This invention concerns inking roller trains for printing presses. In the art of printing presses it is known to provide a train of serially engaged, ink transporting rollers, known collectively as an inking train, which operates to transfer printing ink from an ink fountain to a printing plate cylinder for the purpose of printing an image on a selected medium such as paper by contacting the printing plate cylinder with the medium to be printed.
For purposes of maintaining high print quality and uniformity, it is considered to be of paramount importance that the ink transferred from the ink fountain be applied to the printing plate cylinder with the greatest possible uniformity. Conventional inking trains have included a variety of ink fountain rollers, ductor rollers, vibrating cylinders, and various arrangements of other rollers, all intended to transfer ink uniformly from an ink fountain to a printing plate cylinder.
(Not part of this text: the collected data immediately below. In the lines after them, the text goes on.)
impl<K: ParquetField + Ord, V: ParquetField> ParquetField for BTreeMap<K, V> {
    fn describe(nullable: bool) -> TypeDescriptor {
        TypeDescriptor::Map { key: Box::new(K::describe(false)), value: Box::new(V::describe(false)), container: MapContainer::Tree, nullable }
    }
    fn append(&self, asm: &mut RecordAssembler, def_level: i16, rep_level: i16) -> Result<()> {
        append_pairs::<K, V>(self.iter(), asm, def_level, rep_level)
    }
    fn leaf_count() -> usize {
        K::leaf_count() + V::leaf_count()
    }
    fn from_value(value: &Value, plan: &FieldPlan) -> Result<Self> {
        Ok(map_pairs_from_value::<K, V>(value, plan)?.into_iter().collect())
    }
    fn default_for_absent() -> Result<Self> {
        Ok(BTreeMap::new())
    }
}
/// Projects one matched file node against one target descriptor, returning the plan the
/// materializer follows plus the (possibly recursively trimmed) node to keep in the
/// projected schema.
fn project_field(matched: &Type, target: &TypeDescriptor, policy: &ReaderPolicy, path: &str) -> Result<(FieldPlan, TypePtr)> {
    match target {
        TypeDescriptor::Record { fields, .. } => {
            if matched.is_group() && matched.get_basic_info().logical_type() != Some(PqLogicalType::List) && matched.get_basic_info().logical_type() != Some(PqLogicalType::Map)
            {
                let inner = project_record(matched, fields, policy, path)?;
                let rebuilt = rebuild_group_like(matched, inner.schema.clone());
                Ok((FieldPlan::Record(inner), rebuilt))
            } else {
                Err(PersistError::SchemaIncompatible {
                    path: path.to_string(),
                    reason: "target is a Record but file column is not a plain group".to_string(),
                })
            }
        }
        TypeDescriptor::List { element, .. } => {
            let Some((element_node, shape)) = classify_list(matched) else {
                return Err(PersistError::SchemaIncompatible {
                    path: path.to_string(),
                    reason: "target is a List but file column is neither LIST-annotated nor a bare repeated field".to_string(),
                });
            };
            let (element_plan, trimmed_element) = project_field(&element_node, element, policy, &format!("{path}[]"))?;
            let rebuilt = rebuild_list(matched, shape, trimmed_element);
            let list_nullable = matched.get_basic_info().repetition() != Repetition::REQUIRED;
            Ok((
                FieldPlan::List { element: Box::new(element_plan), file_shape: shape, list_nullable },
                rebuilt,
            ))
        }
        TypeDescriptor::Map { key, value, .. } => {
            let Some((key_node, value_node)) = classify_map(matched) else {
                return Err(PersistError::SchemaIncompatible {
                    path: path.to_string(),
                    reason: "target is a Map but file column is not MAP-annotated".to_string(),
                });
            };
            let (key_plan, trimmed_key) = project_field(&key_node, key, policy, &format!("{path}.key"))?;
            let (value_plan, trimmed_value) = project_field(&value_node, value, policy, &format!("{path}.value"))?;
            let rebuilt = rebuild_map(matched, &key_node, trimmed_key, trimmed_value);
            let map_nullable = matched.get_basic_info().repetition() != Repetition::REQUIRED;
            Ok((
                FieldPlan::Map { key: Box::new(key_plan), value: Box::new(value_plan), map_nullable },
                rebuilt,
            ))
        }
        TypeDescriptor::Decimal { .. } => {
            if matched.is_group() {
                return Err(PersistError::SchemaIncompatible {
                    path: path.to_string(),
                    reason: "target is a Decimal but file column is a group".to_string(),
                });
            }
            let (precision, scale) = match matched.get_basic_info().logical_type() {
                Some(PqLogicalType::Decimal { precision, scale }) => (precision, scale),
                _ => {
                    return Err(PersistError::SchemaIncompatible {
                        path: path.to_string(),
                        reason: "file column has no DECIMAL logical annotation".to_string(),
                    })
                }
            };
            let file_nullable = matched.get_basic_info().repetition() != Repetition::REQUIRED;
            check_nullability(file_nullable, target.nullable(), policy, path)?;
            Ok((FieldPlan::Decimal { file_precision: precision, file_scale: scale, file_nullable }, Arc::new(matched.clone())))
        }
        TypeDescriptor::Temporal { .. } => {
            if matched.is_group() {
                return Err(PersistError::SchemaIncompatible {
                    path: path.to_string(),
                    reason: "target is temporal but file column is a group".to_string(),
                });
            }
            let file_nullable = matched.get_basic_info().repetition() != Repetition::REQUIRED;
            check_nullability(file_nullable, target.nullable(), policy, path)?;
            // DATE is the only temporal kind backed by INT32 (spec §4.1's physical-type
            // table); everything else (Time/us/ns, LocalDateTime, Instant) is INT64.
            let file_leaf = if matched.get_physical_type() == PhysicalType::INT32 { FileLeaf::Int32 } else { FileLeaf::Int64 };
            Ok((FieldPlan::Leaf { file_leaf, narrowing: false, file_nullable }, Arc::new(matched.clone())))
        }
        _ => {
            let Some(file_leaf) = file_leaf_of(matched) else {
                return Err(PersistError::SchemaIncompatible {
                    path: path.to_string(),
                    reason: "target is a primitive/logical leaf but file column isn't a recognized leaf".to_string(),
                });
            };
            let Some(target_leaf) = target_leaf_of(target) else {
                return Err(PersistError::SchemaIncompatible {
                    path: path.to_string(),
                    reason: "unsupported target leaf kind".to_string(),
                });
            };
            let level = compat_level(file_leaf, target_leaf);
            let narrowing = match level {
                CompatLevel::Always => false,
                CompatLevel::NarrowingOnly => {
                    if policy.fail_on_narrowing {
                        return Err(PersistError::NarrowingDisallowed {
                            path: path.to_string(),
                            file_type: format!("{file_leaf:?}"),
                            target_type: format!("{target_leaf:?}"),
                        });
                    }
                    true
                }
                CompatLevel::Never => {
                    return Err(PersistError::SchemaIncompatible {
                        path: path.to_string(),
                        reason: format!("file leaf {file_leaf:?} cannot feed target leaf {target_leaf:?}"),
                    })
                }
            };
            let file_nullable = matched.get_basic_info().repetition() != Repetition::REQUIRED;
            check_nullability(file_nullable, target.nullable(), policy, path)?;
            Ok((FieldPlan::Leaf { file_leaf, narrowing, file_nullable }, Arc::new(matched.clone())))
        }
    }
}

fn check_nullability(file_nullable: bool, target_nullable: bool, policy: &ReaderPolicy, path: &str) -> Result<()> {
    if file_nullable && !target_nullable && policy.fail_on_null_for_primitive {
        return Err(PersistError::NullForRequired { path: path.to_string() });
    }
    Ok(())
}

fn rebuild_group_like(original: &Type, trimmed: TypePtr) -> TypePtr {
    let mut builder = Type::group_type_builder(original.name())
        .with_repetition(original.get_basic_info().repetition())
        .with_fields(trimmed.get_fields().to_vec());
    if let Some(id) = original.get_basic_info().id() {
        builder = builder.with_id(id);
    }
    Arc::new(builder.build().expect("rebuilding group type cannot fail"))
}

fn rebuild_list(original: &Type, shape: ListFileShape, trimmed_element: TypePtr) -> TypePtr {
    match shape {
        ListFileShape::ThreeLevel => {
            // original: group X (LIST) { repeated group list { element } }
            let inner_wrapper = &original.get_fields()[0];
            let list_group = Type::group_type_builder(inner_wrapper.name())
                .with_repetition(Repetition::REPEATED)
                .with_fields(vec![trimmed_element])
                .build()
                .expect("rebuilding list wrapper cannot fail");
            let mut builder = Type::group_type_builder(original.name())
                .with_repetition(original.get_basic_info().repetition())
                .with_logical_type(Some(PqLogicalType::List))
                .with_fields(vec![Arc::new(list_group)]);
            if let Some(id) = original.get_basic_info().id() {
                builder = builder.with_id(id);
            }
            Arc::new(builder.build().expect("rebuilding list group cannot fail"))
        }
        ListFileShape::TwoLevel => {
            let mut builder = Type::group_type_builder(original.name())
                .with_repetition(original.get_basic_info().repetition())
                .with_logical_type(Some(PqLogicalType::List))
                .with_fields(vec![trimmed_element]);
            if let Some(id) = original.get_basic_info().id() {
                builder = builder.with_id(id);
            }
            Arc::new(builder.build().expect("rebuilding list group cannot fail"))
        }
        ListFileShape::OneLevel => trimmed_element,
    }
}

fn rebuild_map(original: &Type, _key_node: &Type, trimmed_key: TypePtr, trimmed_value: TypePtr) -> TypePtr {
    let key_value_original = &original.get_fields()[0];
    let key_value = Type::group_type_builder(key_value_original.name())
        .with_repetition(Repetition::REPEATED)
        .with_fields(vec![trimmed_key, trimmed_value])
        .build()
        .expect("rebuilding key_value group cannot fail");
    let mut builder = Type::group_type_builder(original.name())
        .with_repetition(original.get_basic_info().repetition())
        .with_logical_type(Some(PqLogicalType::Map))
        .with_fields(vec![Arc::new(key_value)]);
    if let Some(id) = original.get_basic_info().id() {
        builder = builder.with_id(id);
    }
    Arc::new(builder.build().expect("rebuilding map group cannot fail"))
}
With the advent of increasing printing press operating speeds it has become increasingly difficult to control and maintain the ink transfer uniformity required for high print quality. For example, many printing presses utilize ductor rollers with alternately contact a pair of rollers such as an ink fountain roller and a subsequent roller, for example, a vibrating cylinder, to transfer ink therebetween. At higher operating speeds, kinetic and kinematic limitations begin to adversely influence the ability of such a ductor roll to transfer ink with adequate uniformity. These and other limitations related to press operating speed thus may have an adverse impact on print quality at higher operating speeds.
Proposed solutions to such problems, relating specifically to the action of ductor rollers, have included the suggestion that the ducting cycle time of the ductor roller be increased to provide fewer ducting cycles thereof in a given press operating cycle. For example, the ductor roller may be cycled to transfer ink from one roller to another only for every second print. This approach may not provide the desired uniformity in many instances as it requires that two impressions be created from a single inking. Thus, the second impression will exhibit a different degree of contrast and line definition than the first.
According to another proposed solution, two ductor rollers operating in alternating or counter-cycle fashion alternately lift ink from a common ink fountain roll which receives the ink directly or indirectly from an ink fountain. This proposed solution also may adversely affect print uniformity as one of such alternately cycling ductor rollers will consistently carry less ink than the other because both are lifting ink from the surface of a common roller. Accordingly, in this instance also the prints or impressions may not be of consistent uniformity or quality.